Master n-Dimensional Vectors: Linear Combinations, Independence, and Rank

n‑Dimensional Vectors

An ordered list of numbers arranged in a single row is called a row vector, while arranging them in a column yields a column vector. Both are collectively referred to as n‑dimensional vectors. The i‑th number of a vector is its i‑th component. Vectors with real components are real vectors; those with complex components are complex vectors.

Zero Vector

A vector whose components are all zero is the zero vector, denoted 0.

Vector Group

A set of column vectors (or row vectors) of the same dimension forms a vector group. For example, a matrix with m rows consists of m column vectors, which together constitute the matrix’s column vector group. The matrix also has n row vectors.

Linear Combination

Given a vector group \(\{v_1, v_2, \dots, v_k\}\) and any set of scalars \(\{a_1, a_2, \dots, a_k\}\), the vector \(a_1v_1 + a_2v_2 + \dots + a_kv_k\) is called a linear combination of the group, and the scalars \(a_i\) are its coefficients.

Linear Representation

For a given vector group \(\{v_1, \dots, v_k\}\) and a vector \(u\), if there exist scalars \(c_1, \dots, c_k\) such that \(u = c_1v_1 + \dots + c_kv_k\), then \(u\) can be linearly represented by the group.

Theorem 1

A vector \(u\) can be linearly represented by a vector group \(V\) if and only if the rank of the matrix formed by appending \(u\) to the columns of \(V\) equals the rank of the matrix formed by \(V\) alone.

Linear Dependence

A set of n‑dimensional vectors \(\{v_1, \dots, v_m\}\) is linearly dependent if there exists a non‑trivial set of scalars, not all zero, such that \(a_1v_1 + \dots + a_mv_m = 0\). If the only solution is the trivial one, the set is linearly independent.

Theorem 2

The vector group is linearly dependent if and only if the rank of its associated matrix is less than the number of vectors; it is linearly independent if and only if the rank equals the number of vectors.

Theorem 3

If a subset of a vector group is linearly dependent, then the whole group is linearly dependent; conversely, if the group is linearly independent, every subset is also linearly independent.

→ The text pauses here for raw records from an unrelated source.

//! Heuristic lookup of the element hosting a page's main content.
//!
//! No semantic HTML knowledge is used. The outer pass picks the largest
//! on-screen direct child of `<body>`; the inner pass then picks the
//! largest non-transparent displayed descendant of that block (shadow-root
//! children included), which usually tracks the reading surface more
//! closely than `<body>` itself.

use tracing::debug;

use crate::color::Color;
use crate::dom::{Rect, StyleTree, Viewport};

/// Result of both passes. Either slot may be empty.
#[derive(Debug, Clone, Copy, PartialEq, Eq)]
pub struct Containers<N> {
    pub outer: Option<N>,
    pub inner: Option<N>,
}

impl<N> Default for Containers<N> {
    fn default() -> Self {
        Self {
            outer: None,
            inner: None,
        }
    }
}

/// Run the outer pass from `<body>` and the inner pass below its winner.
pub fn locate<T: StyleTree>(tree: &T, alpha_cutoff: f32) -> Containers<T::Node> {
    let Some(body) = tree.body() else {
        return Containers::default();
    };
    let outer = find_outer_container(tree, body);
    let inner = outer.and_then(|outer| find_inner_container(tree, outer, alpha_cutoff));
    debug!(outer = ?outer, inner = ?inner, "located main containers");
    Containers { outer, inner }
}

/// Largest displayed direct child of `parent` that intersects the page.
///
/// Ties keep the first candidate found; zero-area boxes never win.
pub fn find_outer_container<T: StyleTree>(tree: &T, parent: T::Node) -> Option<T::Node> {
    let viewport = tree.viewport();
    let mut best: Option<(T::Node, f64)> = None;
    for child in tree.children(parent) {
        if !tree.is_displayed(child) {
            continue;
        }
        let rect = tree.bounding_rect(child);
        if !intersects_page(&rect, &viewport) {
            continue;
        }
        let area = rect.area();
        let best_area = best.map_or(0.0, |(_, a)| a);
        if area > best_area {
            best = Some((child, area));
        }
    }
    best.map(|(node, _)| node)
}

/// Largest displayed, non-transparent descendant of `root`.
///
/// Visits light-tree children before shadow-root children, in pre-order,
/// and lets later elements win ties. `root` itself is never a candidate.
pub fn find_inner_container<T: StyleTree>(
    tree: &T,
    root: T::Node,
    alpha_cutoff: f32,
) -> Option<T::Node> {
    let mut best: Option<(T::Node, f64)> = None;
    let mut stack = Vec::new();
    push_children(tree, root, &mut stack);

    while let Some(node) = stack.pop() {
        if !is_transparent(tree, node, alpha_cutoff) && tree.is_displayed(node) {
            let area = tree.bounding_rect(node).area();
            let best_area = best.map_or(0.0, |(_, a)| a);
            if area >= best_area {
                best = Some((node, area));
            }
        }
        push_children(tree, node, &mut stack);
    }
    best.map(|(node, _)| node)
}

fn push_children<T: StyleTree>(tree: &T, node: T::Node, stack: &mut Vec<T::Node>) {
    // Reversed so pops come out in document order, light tree first.
    stack.extend(tree.shadow_children(node).into_iter().rev());
    stack.extend(tree.children(node).into_iter().rev());
}

/// Box intersects `[0, inner_width)` horizontally and `[0, scroll_height)`
/// vertically. The far edges are inclusive, so a box ending exactly at 0
/// still counts.
pub fn intersects_page(rect: &Rect, viewport: &Viewport) -> bool {
    rect.x < viewport.inner_width
        && rect.x + rect.width >= 0.0
        && rect.y < viewport.scroll_height
        && rect.y + rect.height >= 0.0
}

/// Background alpha strictly below the cutoff. Unparsable backgrounds are
/// treated as opaque.
fn is_transparent<T: StyleTree>(tree: &T, node: T::Node, alpha_cutoff: f32) -> bool {
    tree.computed_style(node, "background-color")
        .and_then(|text| Color::parse(&text))
        .is_some_and(|c| c.opacity() < alpha_cutoff)
}

#[cfg(test)]
mod tests {
    use super::*;
    use crate::dom::{Document, SnapshotNode};

    const OPAQUE: &str = "rgb(255, 255, 255)";

    fn page(body: SnapshotNode) -> Document {
        Document::new(
            Viewport {
                inner_width: 1000.0,
                scroll_height: 2000.0,
            },
            SnapshotNode::new("html").child(body),
        )
    }

    // Verifies the outer pass picks the larger of two visible siblings.
    #[test]
    fn outer_picks_largest_visible_child() {
        let doc = page(
            SnapshotNode::new("body")
                .child(SnapshotNode::new("nav").rect(0.0, 0.0, 10.0, 10.0))
                .child(SnapshotNode::new("main").rect(0.0, 10.0, 20.0, 20.0)),
        );
        let outer = find_outer_container(&doc, doc.body().unwrap()).unwrap();
        assert_eq!(doc.tag_name(outer), "MAIN");
    }

    // Verifies off-screen boxes never win regardless of their area.
    #[test]
    fn outer_ignores_offscreen_children() {
        let doc = page(
            SnapshotNode::new("body")
                .child(SnapshotNode::new("aside").rect(1000.0, 0.0, 900.0, 900.0))
                .child(SnapshotNode::new("aside").rect(-500.0, 0.0, 400.0, 900.0))
                .child(SnapshotNode::new("main").rect(0.0, 0.0, 10.0, 10.0)),
        );
        let outer = find_outer_container(&doc, doc.body().unwrap()).unwrap();
        assert_eq!(doc.tag_name(outer), "MAIN");
    }

    // Verifies hidden children are skipped and equal areas keep the first.
    #[test]
    fn outer_skips_hidden_and_keeps_first_on_tie() {
        let doc = page(
            SnapshotNode::new("body")
                .child(
                    SnapshotNode::new("dialog")
                        .style("display", "none")
                        .rect(0.0, 0.0, 500.0, 500.0),
                )
                .child(SnapshotNode::new("header").rect(0.0, 0.0, 10.0, 10.0))
                .child(SnapshotNode::new("footer").rect(0.0, 20.0, 10.0, 10.0)),
        );
        let outer = find_outer_container(&doc, doc.body().unwrap()).unwrap();
        assert_eq!(doc.tag_name(outer), "HEADER");
    }

    #[test]
    fn empty_body_has_no_containers() {
        let doc = page(SnapshotNode::new("body"));
        assert_eq!(locate(&doc, 0.1), Containers::default());
    }

    // Verifies the inner pass prefers the later element on equal area and
    // descends into shadow roots.
    #[test]
    fn inner_prefers_later_on_tie_and_sees_shadow_children() {
        let doc = page(
            SnapshotNode::new("body").child(
                SnapshotNode::new("div")
                    .rect(0.0, 0.0, 100.0, 100.0)
                    .child(
                        SnapshotNode::new("section")
                            .background(OPAQUE)
                            .rect(0.0, 0.0, 50.0, 50.0),
                    )
                    .shadow_child(
                        SnapshotNode::new("article")
                            .background(OPAQUE)
                            .rect(0.0, 0.0, 50.0, 50.0),
                    ),
            ),
        );
        let found = locate(&doc, 0.1);
        assert_eq!(doc.tag_name(found.outer.unwrap()), "DIV");
        assert_eq!(doc.tag_name(found.inner.unwrap()), "ARTICLE");
    }

    // Verifies transparent and hidden descendants are not candidates but
    // their subtrees are still searched.
    #[test]
    fn inner_skips_transparent_but_descends() {
        let doc = page(
            SnapshotNode::new("body").child(
                SnapshotNode::new("div").rect(0.0, 0.0, 100.0, 100.0).child(
                    SnapshotNode::new("div")
                        .background("rgba(0, 0, 0, 0)")
                        .rect(0.0, 0.0, 90.0, 90.0)
                        .child(
                            SnapshotNode::new("p")
                                .background(OPAQUE)
                                .rect(0.0, 0.0, 20.0, 20.0),
                        )
                        .child(
                            SnapshotNode::new("img")
                                .style("display", "none")
                                .rect(0.0, 0.0, 80.0, 80.0),
                        ),
                ),
            ),
        );
        let found = locate(&doc, 0.1);
        assert_eq!(doc.tag_name(found.inner.unwrap()), "P");
    }

    #[test]
    fn page_band_edges() {
        let vp = Viewport {
            inner_width: 100.0,
            scroll_height: 100.0,
        };
        assert!(intersects_page(&Rect::new(99.0, 0.0, 1.0, 1.0), &vp));
        assert!(!intersects_page(&Rect::new(100.0, 0.0, 1.0, 1.0), &vp));
        // Right edge touching 0 is inside.
        assert!(intersects_page(&Rect::new(-10.0, 0.0, 10.0, 1.0), &vp));
        assert!(intersects_page(&Rect::new(0.0, -5.0, 1.0, 5.0), &vp));
        assert!(!intersects_page(&Rect::new(-10.0, 0.0, 9.0, 1.0), &vp));
        assert!(!intersects_page(&Rect::new(0.0, 100.0, 1.0, 1.0), &vp));
    }
}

Maximum Linearly Independent Vector Group

Given a vector group \(A\), if one can select a subset of vectors that (1) is linearly independent and (2) any larger subset becomes linearly dependent, this subset is called a maximal linearly independent group (or maximal independent set). The number of vectors in such a set is the rank of the original group. A group consisting only of the zero vector has rank 0 and no maximal independent set.

Theorem 4

The rank of a matrix equals the rank of its column vector group, which also equals the rank of its row vector group.

Theorem 5

If a vector group \(B\) can be linearly represented by another group \(A\), then the rank of \(B\) does not exceed the rank of \(A\).

Corollary 1: Equivalent vector groups have equal rank.

Corollary 2: (statement omitted in source).

Corollary 3: If a vector group \(C\) is a subset of \(A\), \(C\) is linearly independent, and \(A\) can be linearly represented by \(C\), then \(C\) is a maximal independent set of \(A\).